I would like to sum up a data column ("data") based on the days given in another column ("t"), which counts the days between two start and end dates. In the actual data, time windows are approximately one month (last Friday of each month to the next). This is used to calculate stock market index parameters. Next and last are dates for the monthly rebalancing. I use a datetime index.
Please see an example below. The NaN are specific to this extract. I hope this helps.
import pandas as pd
df = pd.DataFrame({'data': [5, 10, 20, 25, 20, 24, 16, 12],
'next': ['2021-02-26', '2021-02-26', '2021-02-26', '2021-03-26', '2021-03-26', '2021-03-26', '2021-03-26', '2021-03-26'],
'last': ['2020-01-29', '2020-01-29', '2020-01-29', '2021-02-26', '2021-02-26', '2021-02-26', '2021-02-26', '2021-02-26'],
't': [26, 27, 28, 1, 2, 3, 4, 5],
'data_expected_sum': ["NaN", "NaN", "NaN", 25, 45, 69, 85, 97]},
index = ['2021-02-24', '2021-02-25', '2021-02-26', '2021-02-27', '2021-02-28', '2021-03-01', '2021-03-02', '2021-03-03'])

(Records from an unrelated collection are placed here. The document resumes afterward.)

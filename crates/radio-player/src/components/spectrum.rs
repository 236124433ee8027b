//! Spectrum pane: one vertical bar per frequency bin, redrawn from scratch
//! every frame.
//!
//! Columns map onto bins proportionally (`bin = col * bins / width`), so a
//! bar is `width / bins` columns wide.  Heights use eighth blocks.

use ratatui::{
    layout::Rect,
    style::Style,
    text::{Line, Span},
    widgets::{Clear, Paragraph},
    Frame,
};

use crate::app_state::AppState;
use crate::state::VisualizerStatus;
use crate::widgets::pane_chrome::{pane_chrome, Badge};

const EIGHTHS: [char; 9] = [' ', '▁', '▂', '▃', '▄', '▅', '▆', '▇', '█'];

/// Bar height per column, in eighths of a row.
pub fn column_heights(bins: &[f32], width: u16, height: u16) -> Vec<u16> {
    if bins.is_empty() {
        return vec![0; width as usize];
    }
    let max = height as f32 * 8.0;
    (0..width as usize)
        .map(|col| {
            let bin = col * bins.len() / width as usize;
            (bins[bin].clamp(0.0, 1.0) * max).round() as u16
        })
        .collect()
}

/// Text rows, top first.
pub fn render_rows(heights: &[u16], height: u16) -> Vec<String> {
    (0..height)
        .map(|row| {
            let floor = (height - 1 - row) * 8;
            heights
                .iter()
                .map(|&h| EIGHTHS[h.saturating_sub(floor).min(8) as usize])
                .collect()
        })
        .collect()
}

pub fn draw_spectrum(frame: &mut Frame, area: Rect, state: &AppState) {
    let palette = &state.palette;
    let badge = match &state.player.visualizer {
        VisualizerStatus::Enabled if state.player.playing => None,
        VisualizerStatus::Enabled => Some(Badge {
            text: "idle",
            color: palette.secondary,
        }),
        VisualizerStatus::Pending => Some(Badge {
            text: "…",
            color: palette.secondary,
        }),
        VisualizerStatus::Disabled(_) => Some(Badge {
            text: "off",
            color: palette.secondary,
        }),
    };
    let block = pane_chrome("spectrum", None, false, badge, palette);
    let inner = block.inner(area);
    frame.render_widget(block, area);
    frame.render_widget(Clear, inner);
    if inner.width == 0 || inner.height == 0 {
        return;
    }

    let heights = column_heights(&state.spectrum, inner.width, inner.height);
    let bar = Style::default().fg(palette.bars).bg(palette.bg);
    let lines: Vec<Line> = render_rows(&heights, inner.height)
        .into_iter()
        .map(|row| Line::from(Span::styled(row, bar)))
        .collect();
    frame.render_widget(Paragraph::new(lines).style(palette.base()), inner);
}

#[cfg(test)]
mod tests {
    use super::*;

    #[test]
    fn test_columns_map_proportionally_to_bins() {
        let bins = [0.0, 0.25, 0.5, 1.0];
        // 8 columns, 2 per bin, 1 row = 8 eighths
        assert_eq!(column_heights(&bins, 8, 1), vec![0, 0, 2, 2, 4, 4, 8, 8]);
        // fewer columns than bins: sample every other bin
        assert_eq!(column_heights(&bins, 2, 1), vec![0, 4]);
    }

    #[test]
    fn test_empty_spectrum_is_blank() {
        let heights = column_heights(&[], 5, 2);
        assert_eq!(heights, vec![0; 5]);
        assert!(render_rows(&heights, 2).iter().all(|r| r.trim().is_empty()));
    }

    #[test]
    fn test_rows_stack_eighths() {
        // 12 eighths over two rows: top row half block, bottom row full
        let rows = render_rows(&[12, 0], 2);
        assert_eq!(rows, vec!["▄ ".to_string(), "█ ".to_string()]);
    }
}
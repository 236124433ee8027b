//! TextField: a single-line `tui-input` field used for the station filter
//! and the add-station form.

use ratatui::crossterm::event::{Event, KeyCode, KeyEvent};
use ratatui::{
    layout::Rect,
    style::Style,
    text::{Line, Span},
    widgets::Paragraph,
    Frame,
};
use tui_input::{backend::crossterm::EventHandler, Input};

use crate::theme::Palette;

#[derive(Debug, Clone, PartialEq)]
pub enum FieldAction {
    Changed(String),
    Submitted,
    Cancelled,
    None,
}

pub struct TextField {
    input: Input,
    active: bool,
    prefix: &'static str,
    placeholder: String,
}

impl TextField {
    pub fn new(prefix: &'static str, placeholder: impl Into<String>) -> Self {
        Self {
            input: Input::default(),
            active: false,
            prefix,
            placeholder: placeholder.into(),
        }
    }

    pub fn activate(&mut self) {
        self.active = true;
    }

    pub fn deactivate(&mut self) {
        self.active = false;
    }

    pub fn is_active(&self) -> bool {
        self.active
    }

    pub fn clear(&mut self) {
        self.input = Input::default();
    }

    pub fn text(&self) -> &str {
        self.input.value()
    }

    /// Esc clears a non-empty field first; a second Esc cancels.
    pub fn handle_key(&mut self, key: KeyEvent) -> FieldAction {
        match key.code {
            KeyCode::Esc => {
                if self.input.value().is_empty() {
                    self.deactivate();
                    FieldAction::Cancelled
                } else {
                    self.input = Input::default();
                    FieldAction::Changed(String::new())
                }
            }
            KeyCode::Enter => FieldAction::Submitted,
            _ => {
                let before = self.input.value().to_string();
                self.input.handle_event(&Event::Key(key));
                if self.input.value() == before {
                    FieldAction::None
                } else {
                    FieldAction::Changed(self.input.value().to_string())
                }
            }
        }
    }

    pub fn draw(&self, frame: &mut Frame, area: Rect, palette: &Palette, show_cursor: bool) {
        if area.width == 0 || area.height == 0 {
            return;
        }
        let prefix_w = self.prefix.chars().count() as u16;
        let width = area.width.saturating_sub(prefix_w + 1) as usize;
        let scroll = self.input.visual_scroll(width);
        let value = self.input.value();

        let body = if value.is_empty() {
            Span::styled(self.placeholder.clone(), palette.secondary())
        } else {
            let visible: String = value.chars().skip(scroll).collect();
            Span::styled(visible, Style::default().fg(palette.fg))
        };
        let line = Line::from(vec![Span::styled(self.prefix, palette.secondary()), body]);
        frame.render_widget(Paragraph::new(line).style(palette.input()), area);

        if show_cursor {
            let x = area.x + prefix_w + self.input.visual_cursor().saturating_sub(scroll) as u16;
            frame.set_cursor_position((x.min(area.x + area.width - 1), area.y));
        }
    }
}
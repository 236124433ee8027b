//! Status bar: bottom line with input mode, key hints, directory source,
//! theme and visualizer status.

use ratatui::{
    layout::Rect,
    style::Modifier,
    text::{Line, Span},
    widgets::Paragraph,
    Frame,
};

use crate::app_state::AppState;
use crate::state::VisualizerStatus;

#[derive(Debug, Clone, Copy, PartialEq)]
pub enum InputMode {
    Normal,
    Filter,
    /// Typing into the add-station form.
    Edit,
    /// A modal alert is open.
    Alert,
}

impl InputMode {
    pub fn label(self) -> &'static str {
        match self {
            Self::Normal => "NORMAL",
            Self::Filter => "FILTER",
            Self::Edit => "EDIT",
            Self::Alert => "ALERT",
        }
    }

    pub fn key_hints(self) -> &'static str {
        match self {
            Self::Normal => {
                "↑↓/jk select  Enter tune  Space play/pause  m mute  ←→ vol  / search  a add  t theme  Tab panes  q quit"
            }
            Self::Filter => "type to search  ↑↓ move  Enter keep  Esc clear/close",
            Self::Edit => "↑↓ field  Enter next/submit  Esc leave  Tab panes",
            Self::Alert => "Enter/Esc dismiss",
        }
    }
}

/// Right-hand summary: `[filter ·] source · theme · viz`.
pub fn summary(state: &AppState) -> String {
    let source = state
        .player
        .directory_source
        .map(|s| s.label())
        .unwrap_or("loading");
    let viz = match &state.player.visualizer {
        VisualizerStatus::Pending => "viz …".to_string(),
        VisualizerStatus::Enabled => "viz on".to_string(),
        VisualizerStatus::Disabled(reason) => format!("viz off ({})", reason),
    };
    let mut out = String::new();
    if !state.filter.is_empty() {
        out.push_str(&format!("filter \"{}\" · ", state.filter));
    }
    out.push_str(&format!("{} · {} · {}", source, state.theme.name(), viz));
    if let Some(addr) = &state.http_address {
        out.push_str(&format!(" · http {}", addr));
    }
    out
}

pub fn draw_status_bar(frame: &mut Frame, area: Rect, state: &AppState) {
    let palette = &state.palette;
    let mode = state.input_mode;
    let right = summary(state);
    let right_w = right.chars().count() as u16 + 1;

    let left = Line::from(vec![
        Span::styled(
            format!(" {} ", mode.label()),
            palette.base().add_modifier(Modifier::BOLD | Modifier::REVERSED),
        ),
        Span::raw(" "),
        Span::styled(mode.key_hints(), palette.secondary()),
    ]);
    frame.render_widget(Paragraph::new(left).style(palette.base()), area);

    if area.width > right_w + 20 {
        let right_area = Rect {
            x: area.x + area.width - right_w,
            width: right_w,
            ..area
        };
        frame.render_widget(
            Paragraph::new(Span::styled(right, palette.secondary())).style(palette.base()),
            right_area,
        );
    }
}

#[cfg(test)]
mod tests {
    use super::*;
    use crate::state::PlayerState;
    use radio_core::directory::DirectorySource;
    use radio_core::theme::Theme;

    #[test]
    fn test_summary_reflects_source_and_theme() {
        let mut state = AppState::new(PlayerState::new(Vec::new(), 1.0), Theme::Neon, true);
        assert_eq!(summary(&state), "loading · neon · viz …");

        state.player.directory_source = Some(DirectorySource::BuiltIn);
        state.player.visualizer = VisualizerStatus::Disabled("ffmpeg not found".into());
        state.http_address = Some("127.0.0.1:8990".into());
        assert_eq!(
            summary(&state),
            "built-in · neon · viz off (ffmpeg not found) · http 127.0.0.1:8990"
        );
    }

    #[test]
    fn test_summary_leads_with_active_filter() {
        let mut state = AppState::new(PlayerState::new(Vec::new(), 1.0), Theme::Dark, false);
        state.filter = "zu".into();
        assert!(summary(&state).starts_with("filter \"zu\" · loading · dark"));
    }
}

So far, I have been unsuccessfully trying to somehow use df.rolling(). I was hoping this would work with custom windows rolling and passing my next and last columns as starting and ending indices but I could not get it to work. I am working in jupyter notebook.
I was thinking something like the below:
from pandas.api.indexers import BaseIndexer
class CustomIndexer(BaseIndexer):
def get_window_bounds(self, num_values, min_periods, center, closed):
start = start_dates
end = end_dates
return start, end
indexer = CustomIndexer()
df['data'] = df['data'].rolling(indexer).sum()
The actual dataset is large and I would need to perform this calculation for multiple data columns but using the same timeframes.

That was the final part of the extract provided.